[Collected data entries]

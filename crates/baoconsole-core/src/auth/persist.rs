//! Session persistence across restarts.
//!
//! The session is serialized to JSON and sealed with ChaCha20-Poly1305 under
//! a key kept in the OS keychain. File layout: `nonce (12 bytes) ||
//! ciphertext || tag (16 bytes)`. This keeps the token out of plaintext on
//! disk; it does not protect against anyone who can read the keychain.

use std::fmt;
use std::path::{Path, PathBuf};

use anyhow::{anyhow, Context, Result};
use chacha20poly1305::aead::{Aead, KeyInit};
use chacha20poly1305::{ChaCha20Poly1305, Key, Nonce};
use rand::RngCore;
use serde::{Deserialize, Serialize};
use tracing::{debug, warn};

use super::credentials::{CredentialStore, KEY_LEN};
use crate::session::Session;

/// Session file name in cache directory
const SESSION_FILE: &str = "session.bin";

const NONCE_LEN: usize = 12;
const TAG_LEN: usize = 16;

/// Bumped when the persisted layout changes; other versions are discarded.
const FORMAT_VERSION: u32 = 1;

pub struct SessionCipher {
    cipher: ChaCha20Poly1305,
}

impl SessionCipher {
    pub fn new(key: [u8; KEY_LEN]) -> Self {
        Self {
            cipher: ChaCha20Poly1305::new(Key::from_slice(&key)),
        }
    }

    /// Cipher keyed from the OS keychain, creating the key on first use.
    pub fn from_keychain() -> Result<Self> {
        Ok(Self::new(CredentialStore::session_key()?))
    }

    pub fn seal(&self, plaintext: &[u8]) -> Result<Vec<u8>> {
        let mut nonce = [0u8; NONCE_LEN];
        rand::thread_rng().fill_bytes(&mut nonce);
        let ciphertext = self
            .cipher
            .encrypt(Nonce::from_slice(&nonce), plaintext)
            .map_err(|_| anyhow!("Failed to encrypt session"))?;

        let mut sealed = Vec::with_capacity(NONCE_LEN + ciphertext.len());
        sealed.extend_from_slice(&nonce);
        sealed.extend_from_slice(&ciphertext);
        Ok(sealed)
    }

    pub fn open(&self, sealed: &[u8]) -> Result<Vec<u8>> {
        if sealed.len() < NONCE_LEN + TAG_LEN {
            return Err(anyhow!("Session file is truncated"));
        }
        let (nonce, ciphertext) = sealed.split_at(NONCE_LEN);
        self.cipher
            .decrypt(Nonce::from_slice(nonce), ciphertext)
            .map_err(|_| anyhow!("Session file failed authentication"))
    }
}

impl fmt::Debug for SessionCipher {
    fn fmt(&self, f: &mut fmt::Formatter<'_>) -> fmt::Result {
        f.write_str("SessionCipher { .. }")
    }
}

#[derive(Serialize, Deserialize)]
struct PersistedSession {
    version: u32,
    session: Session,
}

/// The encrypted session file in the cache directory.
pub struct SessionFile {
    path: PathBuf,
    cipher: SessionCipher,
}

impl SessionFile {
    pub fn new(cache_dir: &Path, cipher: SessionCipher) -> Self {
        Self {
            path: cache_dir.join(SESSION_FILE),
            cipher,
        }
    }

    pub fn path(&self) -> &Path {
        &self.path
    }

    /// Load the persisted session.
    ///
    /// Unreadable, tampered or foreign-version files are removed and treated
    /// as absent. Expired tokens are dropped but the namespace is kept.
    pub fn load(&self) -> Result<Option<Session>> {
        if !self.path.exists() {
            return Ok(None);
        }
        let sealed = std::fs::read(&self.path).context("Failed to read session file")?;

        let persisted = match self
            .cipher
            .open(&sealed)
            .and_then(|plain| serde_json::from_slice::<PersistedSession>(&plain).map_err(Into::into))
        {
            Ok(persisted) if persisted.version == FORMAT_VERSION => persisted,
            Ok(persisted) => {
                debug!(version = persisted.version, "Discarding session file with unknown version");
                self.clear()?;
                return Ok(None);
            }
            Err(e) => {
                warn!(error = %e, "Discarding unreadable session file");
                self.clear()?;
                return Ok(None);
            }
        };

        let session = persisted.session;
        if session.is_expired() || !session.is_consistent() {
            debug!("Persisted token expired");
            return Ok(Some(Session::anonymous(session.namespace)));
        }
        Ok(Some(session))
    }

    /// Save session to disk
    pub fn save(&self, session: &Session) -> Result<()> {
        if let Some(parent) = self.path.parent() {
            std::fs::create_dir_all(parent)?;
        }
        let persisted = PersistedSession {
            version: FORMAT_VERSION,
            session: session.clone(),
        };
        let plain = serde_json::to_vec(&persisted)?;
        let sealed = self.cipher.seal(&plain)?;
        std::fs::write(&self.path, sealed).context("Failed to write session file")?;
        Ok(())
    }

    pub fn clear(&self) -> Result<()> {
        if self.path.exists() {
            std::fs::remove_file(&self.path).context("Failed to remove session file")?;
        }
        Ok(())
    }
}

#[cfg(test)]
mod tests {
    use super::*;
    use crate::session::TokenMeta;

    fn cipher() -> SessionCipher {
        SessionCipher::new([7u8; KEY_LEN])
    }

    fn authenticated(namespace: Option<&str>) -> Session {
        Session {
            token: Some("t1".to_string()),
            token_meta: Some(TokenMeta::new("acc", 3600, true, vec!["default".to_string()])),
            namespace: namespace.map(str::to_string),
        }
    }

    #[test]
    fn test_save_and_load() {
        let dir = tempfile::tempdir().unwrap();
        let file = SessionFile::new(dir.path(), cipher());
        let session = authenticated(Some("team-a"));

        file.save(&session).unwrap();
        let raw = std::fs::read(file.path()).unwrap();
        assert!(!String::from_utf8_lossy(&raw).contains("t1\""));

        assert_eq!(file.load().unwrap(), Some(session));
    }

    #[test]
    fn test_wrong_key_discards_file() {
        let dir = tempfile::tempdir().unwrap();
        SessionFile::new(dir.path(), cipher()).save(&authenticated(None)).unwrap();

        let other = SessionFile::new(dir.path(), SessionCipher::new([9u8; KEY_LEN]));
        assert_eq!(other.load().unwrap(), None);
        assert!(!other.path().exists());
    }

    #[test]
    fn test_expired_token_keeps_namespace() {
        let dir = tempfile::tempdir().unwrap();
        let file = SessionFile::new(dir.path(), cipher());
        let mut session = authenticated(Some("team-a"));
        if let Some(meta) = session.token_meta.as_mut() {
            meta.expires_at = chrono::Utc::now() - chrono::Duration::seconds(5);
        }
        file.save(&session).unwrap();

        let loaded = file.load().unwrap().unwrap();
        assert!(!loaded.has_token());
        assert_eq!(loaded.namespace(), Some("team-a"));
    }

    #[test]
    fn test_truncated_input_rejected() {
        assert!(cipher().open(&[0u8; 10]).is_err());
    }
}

What the task asks: Return each entry from above without altering a single character.

Answer to this task:
filename crates/baoconsole-core/src/auth/persist.rs
//! Session persistence across restarts.
//!
//! The session is serialized to JSON and sealed with ChaCha20-Poly1305 under
//! a key kept in the OS keychain. File layout: `nonce (12 bytes) ||
//! ciphertext || tag (16 bytes)`. This keeps the token out of plaintext on
//! disk; it does not protect against anyone who can read the keychain.

use std::fmt;
use std::path::{Path, PathBuf};

use anyhow::{anyhow, Context, Result};
use chacha20poly1305::aead::{Aead, KeyInit};
use chacha20poly1305::{ChaCha20Poly1305, Key, Nonce};
use rand::RngCore;
use serde::{Deserialize, Serialize};
use tracing::{debug, warn};

use super::credentials::{CredentialStore, KEY_LEN};
use crate::session::Session;

/// Session file name in cache directory
const SESSION_FILE: &str = "session.bin";

const NONCE_LEN: usize = 12;
const TAG_LEN: usize = 16;

/// Bumped when the persisted layout changes; other versions are discarded.
const FORMAT_VERSION: u32 = 1;

pub struct SessionCipher {
    cipher: ChaCha20Poly1305,
}

impl SessionCipher {
    pub fn new(key: [u8; KEY_LEN]) -> Self {
        Self {
            cipher: ChaCha20Poly1305::new(Key::from_slice(&key)),
        }
    }

    /// Cipher keyed from the OS keychain, creating the key on first use.
    pub fn from_keychain() -> Result<Self> {
        Ok(Self::new(CredentialStore::session_key()?))
    }

    pub fn seal(&self, plaintext: &[u8]) -> Result<Vec<u8>> {
        let mut nonce = [0u8; NONCE_LEN];
        rand::thread_rng().fill_bytes(&mut nonce);
        let ciphertext = self
            .cipher
            .encrypt(Nonce::from_slice(&nonce), plaintext)
            .map_err(|_| anyhow!("Failed to encrypt session"))?;

        let mut sealed = Vec::with_capacity(NONCE_LEN + ciphertext.len());
        sealed.extend_from_slice(&nonce);
        sealed.extend_from_slice(&ciphertext);
        Ok(sealed)
    }

    pub fn open(&self, sealed: &[u8]) -> Result<Vec<u8>> {
        if sealed.len() < NONCE_LEN + TAG_LEN {
            return Err(anyhow!("Session file is truncated"));
        }
        let (nonce, ciphertext) = sealed.split_at(NONCE_LEN);
        self.cipher
            .decrypt(Nonce::from_slice(nonce), ciphertext)
            .map_err(|_| anyhow!("Session file failed authentication"))
    }
}

impl fmt::Debug for SessionCipher {
    fn fmt(&self, f: &mut fmt::Formatter<'_>) -> fmt::Result {
        f.write_str("SessionCipher { .. }")
    }
}

#[derive(Serialize, Deserialize)]
struct PersistedSession {
    version: u32,
    session: Session,
}

/// The encrypted session file in the cache directory.
pub struct SessionFile {
    path: PathBuf,
    cipher: SessionCipher,
}

impl SessionFile {
    pub fn new(cache_dir: &Path, cipher: SessionCipher) -> Self {
        Self {
            path: cache_dir.join(SESSION_FILE),
            cipher,
        }
    }

    pub fn path(&self) -> &Path {
        &self.path
    }

    /// Load the persisted session.
    ///
    /// Unreadable, tampered or foreign-version files are removed and treated
    /// as absent. Expired tokens are dropped but the namespace is kept.
    pub fn load(&self) -> Result<Option<Session>> {
        if !self.path.exists() {
            return Ok(None);
        }
        let sealed = std::fs::read(&self.path).context("Failed to read session file")?;

        let persisted = match self
            .cipher
            .open(&sealed)
            .and_then(|plain| serde_json::from_slice::<PersistedSession>(&plain).map_err(Into::into))
        {
            Ok(persisted) if persisted.version == FORMAT_VERSION => persisted,
            Ok(persisted) => {
                debug!(version = persisted.version, "Discarding session file with unknown version");
                self.clear()?;
                return Ok(None);
            }
            Err(e) => {
                warn!(error = %e, "Discarding unreadable session file");
                self.clear()?;
                return Ok(None);
            }
        };

        let session = persisted.session;
        if session.is_expired() || !session.is_consistent() {
            debug!("Persisted token expired");
            return Ok(Some(Session::anonymous(session.namespace)));
        }
        Ok(Some(session))
    }

    /// Save session to disk
    pub fn save(&self, session: &Session) -> Result<()> {
        if let Some(parent) = self.path.parent() {
            std::fs::create_dir_all(parent)?;
        }
        let persisted = PersistedSession {
            version: FORMAT_VERSION,
            session: session.clone(),
        };
        let plain = serde_json::to_vec(&persisted)?;
        let sealed = self.cipher.seal(&plain)?;
        std::fs::write(&self.path, sealed).context("Failed to write session file")?;
        Ok(())
    }

    pub fn clear(&self) -> Result<()> {
        if self.path.exists() {
            std::fs::remove_file(&self.path).context("Failed to remove session file")?;
        }
        Ok(())
    }
}

#[cfg(test)]
mod tests {
    use super::*;
    use crate::session::TokenMeta;

    fn cipher() -> SessionCipher {
        SessionCipher::new([7u8; KEY_LEN])
    }

    fn authenticated(namespace: Option<&str>) -> Session {
        Session {
            token: Some("t1".to_string()),
            token_meta: Some(TokenMeta::new("acc", 3600, true, vec!["default".to_string()])),
            namespace: namespace.map(str::to_string),
        }
    }

    #[test]
    fn test_save_and_load() {
        let dir = tempfile::tempdir().unwrap();
        let file = SessionFile::new(dir.path(), cipher());
        let session = authenticated(Some("team-a"));

        file.save(&session).unwrap();
        let raw = std::fs::read(file.path()).unwrap();
        assert!(!String::from_utf8_lossy(&raw).contains("t1\""));

        assert_eq!(file.load().unwrap(), Some(session));
    }

    #[test]
    fn test_wrong_key_discards_file() {
        let dir = tempfile::tempdir().unwrap();
        SessionFile::new(dir.path(), cipher()).save(&authenticated(None)).unwrap();

        let other = SessionFile::new(dir.path(), SessionCipher::new([9u8; KEY_LEN]));
        assert_eq!(other.load().unwrap(), None);
        assert!(!other.path().exists());
    }

    #[test]
    fn test_expired_token_keeps_namespace() {
        let dir = tempfile::tempdir().unwrap();
        let file = SessionFile::new(dir.path(), cipher());
        let mut session = authenticated(Some("team-a"));
        if let Some(meta) = session.token_meta.as_mut() {
            meta.expires_at = chrono::Utc::now() - chrono::Duration::seconds(5);
        }
        file.save(&session).unwrap();

        let loaded = file.load().unwrap().unwrap();
        assert!(!loaded.has_token());
        assert_eq!(loaded.namespace(), Some("team-a"));
    }

    #[test]
    fn test_truncated_input_rejected() {
        assert!(cipher().open(&[0u8; 10]).is_err());
    }
}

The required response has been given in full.